Fatwa Mufti Shauqi ‘Alam Seputar Bunga Bank, KH M. Shiddiq Al-Jawi: Perlu Cermati Argumentasinya - Tinta Media

Kamis, 31 Maret 2022

Fatwa Mufti Shauqi ‘Alam Seputar Bunga Bank, KH M. Shiddiq Al-Jawi: Perlu Cermati Argumentasinya

https://drive.google.com/uc?export=view&id=16fp6RY5467EeMY6TGX87k_iQ6pbg5rNU

Tinta Media - Menanggapi fatwa kontroversial dari Mufti Republik Mesir Dr. Syauqi ‘Alam seputar bunga bank yang diberitakan media masa di Timur Tengah pada Ahad (27/3/2022), Founder Institut Muamalah Indonesia KH M. Shiddiq Al-Jawi, M.Si., menyatakan perlunya mencermati dan memahami posisi argumentasinya.

“Kenapa Dr. Syauqi ‘Alam bisa bilang bunga bank itu halal? Tentu ada argumentasinya. Ini yang perlu dicermati, setelah itu pahami posisi argumentasinya, baru kemudian kita berikan kritik-kritik, ” tuturnya pada Kuliah Umum Online: Benarkah Bunga Bank Bisa Halal?Respon Terhadap Fatwa Mufti Shauqi ‘Alam, Mesir, Rabu (30/3/2022) di kanal YouTube Sholdah TV.

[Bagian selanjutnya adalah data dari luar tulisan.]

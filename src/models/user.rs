//! Types for users, their linked accounts and their sessions.

use argon2::{hash_encoded, verify_encoded};

use chrono::{DateTime, Duration, Utc};

use diesel::prelude::*;
use diesel::{delete, insert_into};

use log::{debug, info};

use rand::distributions::Alphanumeric;
use rand::{thread_rng, Rng};

use serde::Serialize;

use crate::models::{unique_violation, Connection};
use crate::schema::{account, app_user, session};
use crate::validators::{CreateUser, Validate};
use crate::{Error, Result};

/// A user ID.
pub type UserId = i32;

/// A registered user.
#[derive(Clone, Debug, Queryable, Serialize)]
pub struct User {
    /// The user's ID in the database.
    pub id: UserId,
    /// The unique name the user is shown as.
    pub username: String,
    /// The unique e-mail address the user signs in with.
    pub email: String,
    /// The argon2 hash of the user's password.
    #[serde(skip_serializing)]
    pub password_hash: String,
    /// When the user signed up.
    pub created_at: DateTime<Utc>,
}

/// A new user to insert into the database.
#[derive(Debug, Insertable)]
#[table_name = "app_user"]
pub struct NewUser {
    pub username: String,
    pub email: String,
    pub password_hash: String,
}

impl NewUser {
    /// Build a user from a registration request, hashing the password.
    ///
    /// The request must already be validated.
    pub fn from_payload(payload: &CreateUser) -> Result<NewUser> {
        Ok(NewUser {
            username: payload.username.trim().to_string(),
            email: payload.normalized_email(),
            password_hash: hash_password(&payload.password)?,
        })
    }
}

/// Hash a password with a random salt.
pub fn hash_password<S>(password: S) -> Result<String>
where
    S: AsRef<str>,
{
    let salt: [u8; 20] = thread_rng().gen();
    let conf = argon2::Config::default();

    Ok(hash_encoded(password.as_ref().as_bytes(), &salt, &conf)?)
}

/// An external sign-in account linked to a user.
#[derive(Clone, Debug, Queryable, Serialize)]
pub struct Account {
    pub id: i32,
    pub user_id: UserId,
    /// The name of the provider, e.g. "google".
    pub provider: String,
    /// The ID of the user at the provider.
    pub provider_account_id: String,
}

#[derive(Debug, Insertable)]
#[table_name = "account"]
pub struct NewAccount {
    pub user_id: UserId,
    pub provider: String,
    pub provider_account_id: String,
}

/// A signed in user's session.
#[derive(Debug)]
pub struct Session {
    pub id: String,
    pub expires: DateTime<Utc>,
    pub user: User,
}

impl Session {
    /// Start a new session for a user that lasts for `length`.
    pub fn start(user: User, length: Duration) -> Session {
        let id: String = thread_rng().sample_iter(&Alphanumeric).take(42).collect();

        Session {
            id,
            expires: Utc::now() + length,
            user,
        }
    }

    pub fn is_expired(&self) -> bool {
        self.expires < Utc::now()
    }
}

/// The database model for a session.
#[derive(Debug, Queryable, Insertable)]
#[table_name = "session"]
struct DbSession {
    id: String,
    expires: DateTime<Utc>,
    user_id: UserId,
}

impl Connection {
    /// Get a user.
    pub fn user(&self, user_id: UserId) -> Result<User> {
        use crate::schema::app_user::columns::id;
        use crate::schema::app_user::dsl::app_user;

        app_user
            .filter(id.eq(user_id))
            .first(&self.inner)
            .optional()?
            .ok_or_else(|| Error::UserNotFound {
                user: user_id.to_string(),
            })
    }

    /// Get a user by their e-mail address.
    pub fn user_by_email<S>(&self, user_email: S) -> Result<Option<User>>
    where
        S: AsRef<str>,
    {
        use crate::schema::app_user::columns::email;
        use crate::schema::app_user::dsl::app_user;

        let user_email = user_email.as_ref().trim().to_lowercase();

        Ok(app_user
            .filter(email.eq(user_email))
            .first(&self.inner)
            .optional()?)
    }

    /// Get a user by their username.
    pub fn user_by_username<S>(&self, name: S) -> Result<Option<User>>
    where
        S: AsRef<str>,
    {
        use crate::schema::app_user::columns::username;
        use crate::schema::app_user::dsl::app_user;

        Ok(app_user
            .filter(username.eq(name.as_ref().trim()))
            .first(&self.inner)
            .optional()?)
    }

    /// Register a new user.
    ///
    /// Fails with a conflict if the e-mail address or the username is already
    /// in use.
    pub fn register_user(&self, payload: &CreateUser) -> Result<User> {
        use crate::schema::app_user::dsl::app_user;

        payload.validate()?;

        let new_user = NewUser::from_payload(payload)?;

        if self.user_by_email(&new_user.email)?.is_some() {
            return Err(Error::EmailTaken {
                email: new_user.email,
            });
        }

        if self.user_by_username(&new_user.username)?.is_some() {
            return Err(Error::UsernameTaken {
                username: new_user.username,
            });
        }

        let user: User = insert_into(app_user)
            .values(&new_user)
            .get_result(&self.inner)
            .map_err(|err| match unique_violation(&err) {
                Some(constraint) if constraint.contains("email") => {
                    Error::EmailTaken {
                        email: new_user.email.clone(),
                    }
                }
                Some(_) => Error::UsernameTaken {
                    username: new_user.username.clone(),
                },
                None => Error::from(err),
            })?;

        info!("Registered user {} ({})", user.username, user.id);

        Ok(user)
    }

    /// Check a user's credentials.
    pub fn authenticate<S1, S2>(&self, user_email: S1, password: S2) -> Result<User>
    where
        S1: AsRef<str>,
        S2: AsRef<str>,
    {
        let user = self
            .user_by_email(user_email)?
            .ok_or(Error::InvalidCredentials)?;

        if !verify_encoded(&user.password_hash, password.as_ref().as_bytes())? {
            debug!("Bad password for user {}", user.id);
            return Err(Error::InvalidCredentials);
        }

        Ok(user)
    }

    /// Delete a user.
    ///
    /// Everything the user owns goes with them, except communities they
    /// created, which are kept without a creator.
    pub fn delete_user(&self, user_id: UserId) -> Result<()> {
        use crate::schema::app_user::columns::id;
        use crate::schema::app_user::dsl::app_user;

        let count = delete(app_user.filter(id.eq(user_id))).execute(&self.inner)?;

        if count == 0 {
            return Err(Error::UserNotFound {
                user: user_id.to_string(),
            });
        }

        Ok(())
    }

    /// Link an external account to a user.
    pub fn link_account(&self, new_account: NewAccount) -> Result<Account> {
        use crate::schema::account::dsl::account;

        insert_into(account)
            .values(&new_account)
            .get_result(&self.inner)
            .map_err(|err| match unique_violation(&err) {
                Some(_) => Error::AccountAlreadyLinked {
                    provider: new_account.provider.clone(),
                    account: new_account.provider_account_id.clone(),
                },
                None => Error::from(err),
            })
    }

    /// Get all of the external accounts linked to a user.
    pub fn accounts_for_user(&self, uid: UserId) -> Result<Vec<Account>> {
        use crate::schema::account::columns::{id, user_id};
        use crate::schema::account::dsl::account;

        Ok(account
            .filter(user_id.eq(uid))
            .order(id.asc())
            .load(&self.inner)?)
    }

    /// Get a session.
    ///
    /// Expired sessions are deleted when they're found.
    pub fn session<S>(&self, session_id: S) -> Result<Session>
    where
        S: AsRef<str>,
    {
        use crate::schema::session::columns::id;
        use crate::schema::session::dsl::session as session_table;

        let db_session: DbSession = session_table
            .filter(id.eq(session_id.as_ref()))
            .first(&self.inner)
            .optional()?
            .ok_or(Error::InvalidSessionCookie)?;

        let found = Session {
            user: self.user(db_session.user_id)?,
            id: db_session.id,
            expires: db_session.expires,
        };

        if found.is_expired() {
            self.delete_session(&found.id)?;
            return Err(Error::ExpiredSession);
        }

        Ok(found)
    }

    /// Insert a session.
    pub fn insert_session(&self, new_session: &Session) -> Result<()> {
        use crate::schema::session::dsl::session;

        let new_session = DbSession {
            id: new_session.id.clone(),
            expires: new_session.expires,
            user_id: new_session.user.id,
        };

        insert_into(session)
            .values(&new_session)
            .execute(&self.inner)?;

        Ok(())
    }

    /// Delete a session.
    pub fn delete_session<S>(&self, session_id: S) -> Result<()>
    where
        S: AsRef<str>,
    {
        use crate::schema::session::columns::id;
        use crate::schema::session::dsl::session;

        delete(session.filter(id.eq(session_id.as_ref()))).execute(&self.inner)?;

        Ok(())
    }

    /// Delete every expired session. Returns how many were deleted.
    pub fn delete_expired_sessions(&self) -> Result<usize> {
        use crate::schema::session::columns::expires;
        use crate::schema::session::dsl::session;

        use diesel::dsl::now;

        Ok(delete(session.filter(expires.lt(now))).execute(&self.inner)?)
    }
}

#[cfg(test)]
mod tests {
    use super::*;

    fn user() -> User {
        User {
            id: 7,
            username: "alice".into(),
            email: "alice@example.com".into(),
            password_hash: String::new(),
            created_at: Utc::now(),
        }
    }

    #[test]
    fn password_hash_roundtrip() -> Result<()> {
        let hash = hash_password("hunter22")?;

        assert!(verify_encoded(&hash, b"hunter22")?);
        assert!(!verify_encoded(&hash, b"hunter23")?);

        Ok(())
    }

    #[test]
    fn new_user_from_payload() -> Result<()> {
        let payload = CreateUser {
            username: " bob ".into(),
            email: "Bob@Example.COM".into(),
            password: "12345678".into(),
            confirm_password: "12345678".into(),
        };

        let new_user = NewUser::from_payload(&payload)?;

        assert_eq!(new_user.username, "bob");
        assert_eq!(new_user.email, "bob@example.com");
        assert_ne!(new_user.password_hash, "12345678");

        Ok(())
    }

    #[test]
    fn session_ids() {
        let a = Session::start(user(), Duration::weeks(1));
        let b = Session::start(user(), Duration::weeks(1));

        assert_eq!(a.id.len(), 42);
        assert!(a.id.chars().all(|c| c.is_ascii_alphanumeric()));
        assert_ne!(a.id, b.id);
        assert!(!a.is_expired());
        assert!(Session::start(user(), Duration::seconds(-1)).is_expired());
    }

    #[test]
    fn password_hash_is_not_serialized() -> Result<()> {
        let mut u = user();
        u.password_hash = "secret".into();

        let value = serde_json::to_value(&u)?;

        assert!(value.get("password_hash").is_none());
        assert_eq!(value["username"], "alice");

        Ok(())
    }
}
use std::fs::File;
use std::path::PathBuf;

use clap::{App, AppSettings, Arg, ArgMatches, SubCommand};

use agora::models::{Connection, Database, NewAccount};
use agora::validators::CreateUser;
use agora::{Config, Error, Result};

fn user_arg<'a, 'b>() -> Arg<'a, 'b> {
    Arg::with_name("username")
        .short("u")
        .long("username")
        .value_name("NAME")
        .takes_value(true)
        .required(true)
        .help("The username of the user")
}

/// Get the value of an argument clap already made sure is there.
fn required<'a>(matches: &'a ArgMatches, name: &str) -> &'a str {
    matches.value_of(name).unwrap_or_default()
}

fn find_user(db: &Connection, username: &str) -> Result<agora::models::User> {
    db.user_by_username(username)?.ok_or_else(|| Error::UserNotFound {
        user: username.to_string(),
    })
}

fn main_res() -> Result<()> {
    let matches = App::new("agoractl")
        .version(env!("CARGO_PKG_VERSION"))
        .about("Control an agora server")
        .setting(AppSettings::SubcommandRequiredElseHelp)
        .arg(
            Arg::with_name("config")
                .short("c")
                .long("config")
                .value_name("FILE")
                .takes_value(true)
                .help("Config file to use"),
        )
        .arg(
            Arg::with_name("database-url")
                .short("d")
                .long("database-url")
                .value_name("URL")
                .takes_value(true)
                .help("URL to use to connect to the database"),
        )
        .subcommand(
            SubCommand::with_name("check-config").about("Check configuration file for errors"),
        )
        .subcommand(
            SubCommand::with_name("generate-config")
                .about("Write a configuration file with default values")
                .arg(
                    Arg::with_name("out")
                        .short("o")
                        .long("out")
                        .value_name("FILE")
                        .takes_value(true)
                        .help("Where to write the file, instead of stdout"),
                ),
        )
        .subcommand(
            SubCommand::with_name("add-user")
                .about("Register a new user")
                .arg(user_arg())
                .arg(
                    Arg::with_name("email")
                        .short("e")
                        .long("email")
                        .takes_value(true)
                        .required(true)
                        .help("The e-mail address of the user"),
                )
                .arg(
                    Arg::with_name("pass")
                        .short("p")
                        .long("pass")
                        .takes_value(true)
                        .required(true)
                        .help("The password for the user"),
                ),
        )
        .subcommand(
            SubCommand::with_name("remove-user")
                .about("Remove a user and everything they posted")
                .arg(user_arg()),
        )
        .subcommand(
            SubCommand::with_name("link-account")
                .about("Link an external sign-in account to a user")
                .arg(user_arg())
                .arg(
                    Arg::with_name("provider")
                        .long("provider")
                        .takes_value(true)
                        .required(true)
                        .help("The name of the provider, e.g. google"),
                )
                .arg(
                    Arg::with_name("account-id")
                        .long("account-id")
                        .takes_value(true)
                        .required(true)
                        .help("The ID of the user at the provider"),
                ),
        )
        .subcommand(
            SubCommand::with_name("delete-community")
                .about("Delete a community with all of its posts")
                .arg(
                    Arg::with_name("slug")
                        .required(true)
                        .index(1)
                        .help("The slug of the community"),
                ),
        )
        .subcommand(SubCommand::with_name("purge-sessions").about("Delete expired sessions"))
        .get_matches();

    if let Some(matches) = matches.subcommand_matches("generate-config") {
        match matches.value_of("out") {
            Some(path) => {
                let msg = format!("Couldn't create config file at {}", path);
                let file = File::create(path).map_err(|err| Error::from_io_error(err, msg))?;
                Config::generate(file)?;
                println!("Wrote default configuration to {}", path);
            }
            None => Config::generate(std::io::stdout())?,
        }

        return Ok(());
    }

    let conf_path = matches
        .value_of("config")
        .map(PathBuf::from)
        .unwrap_or_else(Config::default_path);

    let mut config = Config::open(&conf_path)?;

    if matches.subcommand_matches("check-config").is_some() {
        // The config file has already been parsed at this point.
        config.session_length()?;
        config.log_level()?;

        println!("Configuration: {}", conf_path.display());
        println!("\nThe config file is good.");

        return Ok(());
    }

    if let Some(url) = matches.value_of("database-url") {
        config.database_url = url.to_string();
    }

    let db = Database::open(&config.database_url)?.get()?;

    if let Some(matches) = matches.subcommand_matches("add-user") {
        let pass = required(matches, "pass").to_string();

        let user = db.register_user(&CreateUser {
            username: required(matches, "username").to_string(),
            email: required(matches, "email").to_string(),
            confirm_password: pass.clone(),
            password: pass,
        })?;

        println!("Added user {} ({})", user.username, user.id);
    }

    if let Some(matches) = matches.subcommand_matches("remove-user") {
        let user = find_user(&db, required(matches, "username"))?;

        db.delete_user(user.id)?;

        println!("Removed user {}", user.username);
    }

    if let Some(matches) = matches.subcommand_matches("link-account") {
        let user = find_user(&db, required(matches, "username"))?;

        let account = db.link_account(NewAccount {
            user_id: user.id,
            provider: required(matches, "provider").to_string(),
            provider_account_id: required(matches, "account-id").to_string(),
        })?;

        println!(
            "Linked {} account {} to {}",
            account.provider, account.provider_account_id, user.username
        );

        for account in db.accounts_for_user(user.id)? {
            println!("  - {} {}", account.provider, account.provider_account_id);
        }
    }

    if let Some(matches) = matches.subcommand_matches("delete-community") {
        let slug = required(matches, "slug");

        db.delete_community(slug)?;

        println!("Deleted community {}", slug);
    }

    if matches.subcommand_matches("purge-sessions").is_some() {
        let count = db.delete_expired_sessions()?;

        println!("Deleted {} expired session(s)", count);
    }

    Ok(())
}

fn main() {
    if let Err(err) = main_res() {
        eprintln!("Error: {}", err);
        std::process::exit(1);
    }
}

Berikut ini pemaparan KH M. Shiddiq Al-Jawi, M.Si. dalam kuliah umumnya:

Pada pendahuluan dijelaskan argumentasi Dr. Syauqi ‘Alam di kanal TV “An Nahar” Mesir, Ahad (27/3/2022) yang menyatakan bahwa: “Tidak ada keharaman atau syubhat dalam menabung di bank, karena transaksi bank adalah investasi (istitsmar) dana masyarakat, yang berbeda dengan apa yang ada dulu. Investasi ini diatur dengan undang-undang yang sangat jelas, yang tak ada hubungannya dengan pinjaman (qardh), karena yang ada hanyalah investasi (istitsmar).”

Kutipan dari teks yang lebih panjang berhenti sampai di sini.